Whirlpool argues that the CPSC Report was inadmissible because the testing performed therein was highly
technical and did not focus on real-world function. Additionally, Whirlpool argues that the report's statement that
"[t]his report should not be used to suggest that current clothes dryers are unsafe or defective," necessitated its
exclusion from evidence.

We disagree with Whirlpool's contention that the report was irrelevant. It contains diagrams of how air flows
through a dryer model similar to the incident dryer, how lint accumulates on various parts of the dryer, and how
lint can start on fire while passing over the heating element. The evidence appears relevant and does not
appear to be unduly prejudicial.
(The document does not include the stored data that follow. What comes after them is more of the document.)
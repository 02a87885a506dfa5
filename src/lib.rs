//! Worker-pool sizing simulation for the U-Engine ecosystem.
//!
//! Replays historical build/test job traces against a hypothetical pool
//! of machines to show how pool size and build-to-build overhead (reboot,
//! provisioning) would have changed job wait times.
//!
//! # Modules
//!
//! - **`models`**: Trace types — `JobRequest`, `BuildRecord`, `Seconds`
//! - **`simulation`**: Discrete-event engine — `EventQueue`, `MachinePool`,
//!   `SimulationEngine`
//! - **`trace`**: Line-delimited JSON ingestion, extraction, sorting,
//!   synthetic traces
//! - **`report`**: Wait histograms, KPIs, build-to-build estimation
//! - **`sweep`**: One simulation per pool size
//! - **`validation`**: Input integrity checks (negative times, empty pool)
//!
//! # Pipeline
//!
//! Data flows one way: build records → `(request, duration)` pairs →
//! simulation → wait-time report. The engine depends on neither
//! neighbour and can be driven by any producer of job requests.
//!
//! # References
//!
//! - Law (2015), "Simulation Modeling and Analysis"
//! - Harchol-Balter (2013), "Performance Modeling and Design of Computer Systems"

pub mod cli;
pub mod models;
pub mod report;
pub mod simulation;
pub mod sweep;
pub mod trace;
pub mod validation;
//! Property-based tests for the simulation engine and reports.

use proptest::prelude::*;
use u_poolsim::models::{JobRequest, Seconds};
use u_poolsim::report::WaitHistogram;
use u_poolsim::simulation::{SimulationConfig, SimulationEngine};

fn jobs_strategy() -> impl Strategy<Value = Vec<JobRequest>> {
    prop::collection::vec((0i64..10_000, 0i64..5_000), 0..200)
        .prop_map(|pairs| pairs.into_iter().map(JobRequest::from).collect())
}

proptest! {
    #![proptest_config(ProptestConfig::with_cases(100))]

    #[test]
    fn prop_one_wait_per_job(jobs in jobs_strategy(), pool in 1usize..8, overhead in 0i64..600) {
        let outcome = SimulationEngine::simulate(SimulationConfig::new(pool, overhead), &jobs).unwrap();
        prop_assert_eq!(outcome.wait_times.len(), jobs.len());

        // Every input job is dispatched exactly once.
        let mut seen: Vec<usize> = outcome.dispatches.iter().map(|d| d.job).collect();
        seen.sort_unstable();
        prop_assert_eq!(seen, (0..jobs.len()).collect::<Vec<_>>());
    }

    #[test]
    fn prop_waits_non_negative(jobs in jobs_strategy(), pool in 1usize..8, overhead in 0i64..600) {
        let outcome = SimulationEngine::simulate(SimulationConfig::new(pool, overhead), &jobs).unwrap();
        prop_assert!(outcome.wait_times.iter().all(|&w| w >= 0));
    }

    #[test]
    fn prop_machine_never_double_booked(jobs in jobs_strategy(), pool in 1usize..8, overhead in 0i64..600) {
        let outcome = SimulationEngine::simulate(SimulationConfig::new(pool, overhead), &jobs).unwrap();
        let mut by_machine: Vec<Vec<(Seconds, Seconds)>> = vec![Vec::new(); pool];
        for d in &outcome.dispatches {
            prop_assert!(d.machine < pool);
            by_machine[d.machine].push((d.start_time, d.free_time));
        }
        for spans in &mut by_machine {
            spans.sort_unstable();
            for pair in spans.windows(2) {
                prop_assert!(pair[0].1 <= pair[1].0);
            }
        }
    }

    #[test]
    fn prop_deterministic(jobs in jobs_strategy(), pool in 1usize..8, overhead in 0i64..600) {
        let config = SimulationConfig::new(pool, overhead);
        let a = SimulationEngine::simulate(config, &jobs).unwrap();
        let b = SimulationEngine::simulate(config, &jobs).unwrap();
        prop_assert_eq!(a.wait_times, b.wait_times);
        prop_assert_eq!(a.dispatches, b.dispatches);
    }

    #[test]
    fn prop_enough_machines_never_wait(jobs in jobs_strategy(), overhead in 0i64..600) {
        let pool = jobs.len().max(1);
        let outcome = SimulationEngine::simulate(SimulationConfig::new(pool, overhead), &jobs).unwrap();
        prop_assert!(outcome.wait_times.iter().all(|&w| w == 0));
    }

    #[test]
    fn prop_spaced_jobs_never_wait(
        durations in prop::collection::vec(0i64..100, 1..100),
    ) {
        // Each job arrives after the previous one has finished.
        let jobs: Vec<JobRequest> = durations
            .iter()
            .enumerate()
            .map(|(i, &d)| JobRequest::new(i as Seconds * 100, d))
            .collect();
        let outcome = SimulationEngine::simulate(SimulationConfig::new(1, 0), &jobs).unwrap();
        prop_assert!(outcome.wait_times.iter().all(|&w| w == 0));
    }

    #[test]
    fn prop_histogram_counts_every_wait(waits in prop::collection::vec(0i64..20_000, 0..300)) {
        let histogram = WaitHistogram::from_waits(&waits);
        let counted: usize = histogram.buckets.iter().map(|b| b.count).sum();
        prop_assert_eq!(counted, waits.len());
        prop_assert_eq!(histogram, WaitHistogram::from_waits(&waits));
    }
}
The statement that Whirlpool so ardently complains of was evidence for the jury
to consider along with all the other evidence. No abuse of discretion is found with the admission of the CPSC
Report. Whirlpool's second sub-issue is overruled.
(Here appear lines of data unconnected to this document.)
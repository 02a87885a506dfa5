//! Idle/busy machine bookkeeping.
//!
//! Machines are plain indices in `0..size`. Idle machines are handed out
//! in FIFO order: the longest-idle machine is acquired first and released
//! machines join the back.

use std::collections::VecDeque;

use super::SimulationError;
use crate::models::MachineId;

/// Fixed-size pool of interchangeable machines.
#[derive(Debug, Clone)]
pub struct MachinePool {
    idle: VecDeque<MachineId>,
    assigned: Vec<bool>,
    busy: usize,
}

impl MachinePool {
    /// Creates a pool of `size` machines, all idle.
    pub fn new(size: usize) -> Self {
        Self {
            idle: (0..size).collect(),
            assigned: vec![false; size],
            busy: 0,
        }
    }

    /// Total number of machines.
    pub fn size(&self) -> usize {
        self.assigned.len()
    }

    /// Whether at least one machine is idle.
    pub fn has_idle(&self) -> bool {
        !self.idle.is_empty()
    }

    /// Number of idle machines.
    pub fn idle_count(&self) -> usize {
        self.idle.len()
    }

    /// Number of busy machines.
    pub fn busy_count(&self) -> usize {
        self.busy
    }

    /// Whether `machine` is currently assigned to a job.
    pub fn is_busy(&self, machine: MachineId) -> bool {
        self.assigned.get(machine).copied().unwrap_or(false)
    }

    /// Takes the longest-idle machine.
    ///
    /// Callers check [`has_idle`](Self::has_idle) first; an empty pool is
    /// an invariant failure, not a backlog signal.
    pub fn acquire(&mut self) -> Result<MachineId, SimulationError> {
        let machine = self.idle.pop_front().ok_or(SimulationError::NoIdleMachine {
            pool_size: self.size(),
        })?;
        self.assigned[machine] = true;
        self.busy += 1;
        Ok(machine)
    }

    /// Returns a previously acquired machine to the idle pool.
    pub fn release(&mut self, machine: MachineId) {
        debug_assert!(
            self.is_busy(machine),
            "machine {machine} released without being acquired"
        );
        if std::mem::replace(&mut self.assigned[machine], false) {
            self.busy -= 1;
        }
        self.idle.push_back(machine);
    }
}

#[cfg(test)]
mod tests {
    use super::*;

    #[test]
    fn test_new_pool_all_idle() {
        let pool = MachinePool::new(3);
        assert_eq!(pool.size(), 3);
        assert_eq!(pool.idle_count(), 3);
        assert_eq!(pool.busy_count(), 0);
        assert!(pool.has_idle());
    }

    #[test]
    fn test_acquire_fifo_and_release() {
        let mut pool = MachinePool::new(2);
        assert_eq!(pool.acquire().unwrap(), 0);
        assert_eq!(pool.acquire().unwrap(), 1);
        assert!(!pool.has_idle());
        assert_eq!(pool.busy_count(), 2);

        pool.release(1);
        pool.release(0);
        // Released machines queue up behind each other.
        assert_eq!(pool.acquire().unwrap(), 1);
        assert_eq!(pool.acquire().unwrap(), 0);
    }

    #[test]
    fn test_acquire_empty_pool() {
        let mut pool = MachinePool::new(1);
        pool.acquire().unwrap();
        assert_eq!(
            pool.acquire(),
            Err(SimulationError::NoIdleMachine { pool_size: 1 })
        );
    }

    #[test]
    fn test_conservation() {
        let mut pool = MachinePool::new(4);
        let a = pool.acquire().unwrap();
        pool.acquire().unwrap();
        pool.release(a);
        assert_eq!(pool.idle_count() + pool.busy_count(), 4);
        assert!(!pool.is_busy(a));
    }

    #[test]
    fn test_busy_count_tracks_acquire_and_release() {
        let mut pool = MachinePool::new(5);
        let mut held = Vec::new();
        for expected in 1..=5 {
            held.push(pool.acquire().unwrap());
            assert_eq!(pool.busy_count(), expected);
            assert_eq!(pool.idle_count() + pool.busy_count(), 5);
        }
        for (i, machine) in held.into_iter().enumerate() {
            pool.release(machine);
            assert_eq!(pool.busy_count(), 4 - i);
            assert_eq!(pool.idle_count() + pool.busy_count(), 5);
        }
    }

    #[test]
    #[should_panic(expected = "released without being acquired")]
    #[cfg(debug_assertions)]
    fn test_double_release_panics_in_debug() {
        let mut pool = MachinePool::new(1);
        pool.release(0);
    }
}
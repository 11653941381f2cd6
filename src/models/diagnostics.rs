use serde::{Deserialize, Serialize};
use utoipa::ToSchema;

/// Response for diagnostics information
#[derive(Serialize, Deserialize, ToSchema)]
pub struct DiagnosticsResponse {
    pub n_tokens: u32,
    pub n_sessions: u32,
    pub cpu_usage: f32,
    pub memory_used: u64,
    pub memory_total: u64,
    pub memory_free: u64,
}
C. Admission of the Exemplar Dryer

By its third sub-issue, Whirlpool argues that the trial court abused its discretion in admitting the exemplar dryer
because it was not used in a similar manner as the incident dryer. Whirlpool argues that the Camacho dryer was
infrequently used and properly vented. In contrast, the exemplar model was frequently used and not properly
vented.

"[E]vidence of other accidents involving the same product is generally admissible to show its dangerous or
hazardous nature, if the accidents occurred under the same or substantially similar conditions as that involving
the plaintiff, and with reasonable proximity in time." Uniroyal Goodrich Tire Co. v. Martinez, 977 S.W.2d 328, 340-
41 (Tex.1998). Whirlpool urges us to focus the substantially similar analysis on the external conditions brought
to bear upon the dryer. However, the substantially similar test allows the admission of other incidents that must
have occurred under reasonably similar (though not necessarily identical) conditions. Id. at 341. The
substantially similar condition is the mechanical inner workings of the dryer. Clayton's testimony was that the
corrugated tube and lack of a screen were what led to lint leakage, not the frequency and ventilation of the
dryer. Whirlpool did not present any evidence that the exemplar dryer's air transport tube or heating element
were substantially different than the incident dryer's parts.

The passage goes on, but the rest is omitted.